[TASK STATEMENT] When the string "brace" is part of a line below, that line should be copied.
[RECORD EXTRACTS — start]
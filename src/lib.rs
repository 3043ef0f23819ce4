//! # stata-bridge
//!
//! A bridge between an interactive notebook front-end and a long-running
//! Stata subprocess. The crate decides whether a buffer of Stata source is
//! complete enough to execute, splits complete input into dispatchable
//! statements, and relays each statement through a synchronous session
//! capability.
//!
//! The interesting part lives in [`stata::lexing`]: a lossless tokenizer
//! that tracks string, comment, and brace context so that completeness and
//! segmentation decisions never misread a brace inside a string or a
//! continuation marker inside a comment.

#![allow(rustdoc::invalid_html_tags)]

pub mod stata;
[RECORD EXTRACTS — finish]
[RESPONSE TO THE TASK]
//! that tracks string, comment, and brace context so that completeness and
//! segmentation decisions never misread a brace inside a string or a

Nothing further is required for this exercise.